//! Record assembly
//!
//! Pure functions building one record each. Every record gets a fresh
//! `WARC-Record-ID`, the current `WARC-Date` and a computed `Content-Length`.

use bytes::{BufMut, Bytes, BytesMut};
use uuid::Uuid;

use crate::record::{HeaderMap, WarcRecord, WarcRecordType, CRLF, WARC_VERSION};

/// Content type of `warcinfo` and `metadata` bodies
pub const WARC_FIELDS: &str = "application/warc-fields";

/// Content type of `request` records
pub const HTTP_REQUEST: &str = "application/http; msgtype=request";

/// Content type of `response` records
pub const HTTP_RESPONSE: &str = "application/http; msgtype=response";

/// Software line written into `warcinfo` bodies.
///
/// Its length feeds the generated warcinfo body: with `warc-framer/0.1.0` the
/// standard test body is exactly 177 bytes. A version string of another length
/// shifts that count.
const SOFTWARE: &str = concat!(env!("CARGO_PKG_NAME"), "/", env!("CARGO_PKG_VERSION"));

/// Format a record id as a linkage reference: `<urn:uuid:...>`
#[must_use]
pub fn record_urn(id: &Uuid) -> String {
    format!("<urn:uuid:{id}>")
}

/// Current UTC time in `WARC-Date` format (second precision)
#[must_use]
pub fn warc_date() -> String {
    chrono::Utc::now().format("%Y-%m-%dT%H:%M:%SZ").to_string()
}

/// References from a new record to previously written ones
#[derive(Debug, Clone, Default, PartialEq, Eq)]
pub struct Linkage {
    /// `WARC-Concurrent-To` value
    pub concurrent_to: Option<String>,
    /// `WARC-Warcinfo-ID` value
    pub warcinfo_id: Option<String>,
}

/// Fields of a generated `warcinfo` body
#[derive(Debug, Clone, Copy)]
pub struct WarcInfoFields<'a> {
    /// `isPartOf`
    pub is_part_of: &'a str,
    /// `description`
    pub description: &'a str,
    /// `http-header-user-agent`
    pub user_agent: &'a str,
}

/// An HTTP message as captured: raw head text plus optional payload
#[derive(Debug, Clone, Copy)]
pub struct HttpMessage<'a> {
    /// Request or status line followed by header lines, each CRLF-terminated
    pub head: &'a str,
    /// Body bytes
    pub payload: Option<&'a [u8]>,
}

impl<'a> HttpMessage<'a> {
    /// Message without a payload
    #[must_use]
    pub fn new(head: &'a str) -> Self {
        Self {
            head,
            payload: None,
        }
    }

    /// Attach a payload
    #[must_use]
    pub fn with_payload(mut self, payload: &'a [u8]) -> Self {
        self.payload = Some(payload);
        self
    }

    /// Content block: head, blank line, payload
    fn to_block(self) -> Bytes {
        let payload = self.payload.unwrap_or_default();
        let mut block = BytesMut::with_capacity(self.head.len() + CRLF.len() + payload.len());
        block.put_slice(self.head.as_bytes());
        block.put_slice(CRLF);
        block.put_slice(payload);
        block.freeze()
    }
}

/// Shared header-block assembly
fn assemble(
    record_type: &WarcRecordType,
    fields: &[(&str, &str)],
    links: &Linkage,
    content_type: &str,
    content: Bytes,
) -> WarcRecord {
    let mut headers = HeaderMap::new();
    headers.insert("WARC-Type", record_type.as_str());
    for (name, value) in fields {
        headers.insert(name, *value);
    }
    headers.insert("WARC-Date", warc_date());
    if let Some(concurrent_to) = &links.concurrent_to {
        headers.insert("WARC-Concurrent-To", concurrent_to.as_str());
    }
    if let Some(warcinfo_id) = &links.warcinfo_id {
        headers.insert("WARC-Warcinfo-ID", warcinfo_id.as_str());
    }
    headers.insert("WARC-Record-ID", record_urn(&Uuid::new_v4()));
    headers.insert("Content-Type", content_type);
    WarcRecord::new(WARC_VERSION, headers, content)
}

/// `warcinfo` record with a generated `application/warc-fields` body
#[must_use]
pub fn warcinfo_record(filename: &str, info: &WarcInfoFields<'_>) -> WarcRecord {
    let body = format!(
        "isPartOf: {}\r\n\
         description: {}\r\n\
         robots: ignore\r\n\
         http-header-user-agent: {}\r\n\
         format: WARC File Format {WARC_VERSION}\r\n\
         software: {SOFTWARE}\r\n",
        info.is_part_of, info.description, info.user_agent
    );
    raw_warcinfo_record(filename, Bytes::from(body))
}

/// `warcinfo` record whose body is supplied verbatim
#[must_use]
pub fn raw_warcinfo_record(filename: &str, body: Bytes) -> WarcRecord {
    assemble(
        &WarcRecordType::WarcInfo,
        &[("WARC-Filename", filename)],
        &Linkage::default(),
        WARC_FIELDS,
        body,
    )
}

/// `metadata` record carrying an outlinks block
#[must_use]
pub fn metadata_record(target_uri: &str, outlinks: &str, links: &Linkage) -> WarcRecord {
    let mut body = BytesMut::with_capacity(outlinks.len() + CRLF.len());
    body.put_slice(outlinks.as_bytes());
    body.put_slice(CRLF);
    assemble(
        &WarcRecordType::Metadata,
        &[("WARC-Target-URI", target_uri)],
        links,
        WARC_FIELDS,
        body.freeze(),
    )
}

/// `request` record
#[must_use]
pub fn request_record(target_uri: &str, http: HttpMessage<'_>, links: &Linkage) -> WarcRecord {
    assemble(
        &WarcRecordType::Request,
        &[("WARC-Target-URI", target_uri)],
        links,
        HTTP_REQUEST,
        http.to_block(),
    )
}

/// `response` record
#[must_use]
pub fn response_record(target_uri: &str, http: HttpMessage<'_>, links: &Linkage) -> WarcRecord {
    assemble(
        &WarcRecordType::Response,
        &[("WARC-Target-URI", target_uri)],
        links,
        HTTP_RESPONSE,
        http.to_block(),
    )
}

/// Record from a caller-supplied header set and body.
///
/// Headers are kept as given except `Content-Length`, which is recomputed.
#[must_use]
pub fn raw_record(version: &str, headers: HeaderMap, content: Bytes) -> WarcRecord {
    WarcRecord::new(version, headers, content)
}

#[cfg(test)]
mod tests {
    use super::*;

    const REQUEST_HEAD: &str = "GET / HTTP/1.1\r\n\
Host: stringjs.com\r\n\
Connection: keep-alive\r\n\
Upgrade-Insecure-Requests: 1\r\n\
X-DevTools-Request-Id: 12704.1\r\n\
User-Agent: Mozilla/5.0 (X11; Linux x86_64) AppleWebKit/537.36 (KHTML, like Gecko) Chrome/58.0.3029.110 Electron/1.7.4 Safari/537.36\r\n\
Accept: text/html,application/xhtml+xml,application/xml;q=0.9,image/webp,*/*;q=0.8\r\n\
Accept-Encoding: gzip, deflate\r\n\
Accept-Language: en-US\r\n";

    fn assert_urn(value: &str) {
        let inner = value
            .strip_prefix("<urn:uuid:")
            .and_then(|v| v.strip_suffix('>'))
            .unwrap();
        assert!(Uuid::parse_str(inner).is_ok(), "bad urn {value}");
    }

    #[test]
    fn test_warc_date_format() {
        let date = warc_date();
        assert!(chrono::NaiveDateTime::parse_from_str(&date, "%Y-%m-%dT%H:%M:%SZ").is_ok());
        assert_eq!(date.len(), 20);
    }

    #[test]
    fn test_warcinfo_record() {
        let record = warcinfo_record(
            "dummy.warc",
            &WarcInfoFields {
                is_part_of: "testing",
                description: "createdByTesting",
                user_agent: "superduper awesome browser",
            },
        );
        assert_eq!(record.version(), "1.1");
        assert_eq!(record.record_type(), Some(WarcRecordType::WarcInfo));
        assert_eq!(record.content_length(), Some(177));
        assert_eq!(record.content().len(), 177);
        assert_eq!(record.headers().get("WARC-Filename"), Some("dummy.warc"));
        assert_eq!(record.content_type(), Some(WARC_FIELDS));
        assert_urn(record.record_id().unwrap());
        assert!(record.warcinfo_id().is_none());

        let body = String::from_utf8(record.content().to_vec()).unwrap();
        assert!(body.contains("http-header-user-agent: superduper awesome browser\r\n"));
    }

    #[test]
    fn test_software_line_length() {
        // warcinfo Content-Length expectations assume a 17-byte software line
        assert_eq!(SOFTWARE.len(), "warc-framer/0.1.0".len(), "software line {SOFTWARE}");
    }

    #[test]
    fn test_raw_warcinfo_empty_body() {
        let record = raw_warcinfo_record("dummy.warc", Bytes::new());
        assert_eq!(record.content_length(), Some(0));
        assert_eq!(record.content_type(), Some(WARC_FIELDS));
    }

    #[test]
    fn test_metadata_record() {
        let outlinks = "outlinks: https://example.cm\nhttps://bar.example.com";
        let links = Linkage {
            concurrent_to: Some("<urn:uuid:123>".to_string()),
            warcinfo_id: None,
        };
        let record = metadata_record("http://example.com", outlinks, &links);
        assert_eq!(record.content_length(), Some(54));
        assert_eq!(record.target_uri(), Some("http://example.com"));
        assert_eq!(record.concurrent_to(), Some("<urn:uuid:123>"));
    }

    #[test]
    fn test_request_record() {
        let record = request_record(
            "http://stringjs.com/",
            HttpMessage::new(REQUEST_HEAD),
            &Linkage::default(),
        );
        assert_eq!(record.content_length(), Some(398));
        assert_eq!(record.content_type(), Some(HTTP_REQUEST));
        assert!(record.content().ends_with(b"en-US\r\n\r\n"));
        assert!(record.concurrent_to().is_none());
    }

    #[test]
    fn test_response_record_with_payload() {
        let head = "HTTP/1.1 200 OK\r\nContent-Type: text/plain\r\n";
        let record = response_record(
            "http://example.com/",
            HttpMessage::new(head).with_payload("héllo".as_bytes()),
            &Linkage {
                concurrent_to: None,
                warcinfo_id: Some("<urn:uuid:abc>".to_string()),
            },
        );
        // UTF-8 byte length, not character count
        assert_eq!(
            record.content_length(),
            Some((head.len() + 2 + "héllo".len()) as u64)
        );
        assert_eq!(record.warcinfo_id(), Some("<urn:uuid:abc>"));
        assert_eq!(record.content_type(), Some(HTTP_RESPONSE));
    }

    #[test]
    fn test_header_order() {
        let record = request_record(
            "http://example.com/",
            HttpMessage::new("GET / HTTP/1.1\r\n"),
            &Linkage {
                concurrent_to: Some("<urn:uuid:c>".to_string()),
                warcinfo_id: Some("<urn:uuid:w>".to_string()),
            },
        );
        let names: Vec<_> = record.headers().iter().map(|(k, _)| k).collect();
        assert_eq!(
            names,
            vec![
                "WARC-Type",
                "WARC-Target-URI",
                "WARC-Date",
                "WARC-Concurrent-To",
                "WARC-Warcinfo-ID",
                "WARC-Record-ID",
                "Content-Type",
                "Content-Length",
            ]
        );
    }

    #[test]
    fn test_fresh_ids() {
        let a = raw_warcinfo_record("a.warc", Bytes::new());
        let b = raw_warcinfo_record("a.warc", Bytes::new());
        assert_ne!(a.record_id(), b.record_id());
    }

    #[test]
    fn test_raw_record_recomputes_length() {
        let headers: HeaderMap = [("WARC-Type", "resource"), ("Content-Length", "42")]
            .into_iter()
            .collect();
        let record = raw_record("1.0", headers, Bytes::new());
        assert_eq!(record.content_length(), Some(0));
        assert_eq!(record.version(), "1.0");
    }
}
________________________________________
• Your task: What this exercise asks for is every line of the data above with the word "outlinks".

• Response area:
/// `metadata` record carrying an outlinks block
pub fn metadata_record(target_uri: &str, outlinks: &str, links: &Linkage) -> WarcRecord {
    let mut body = BytesMut::with_capacity(outlinks.len() + CRLF.len());
    body.put_slice(outlinks.as_bytes());
        let outlinks = "outlinks: https://example.cm\nhttps://bar.example.com";
        let record = metadata_record("http://example.com", outlinks, &links);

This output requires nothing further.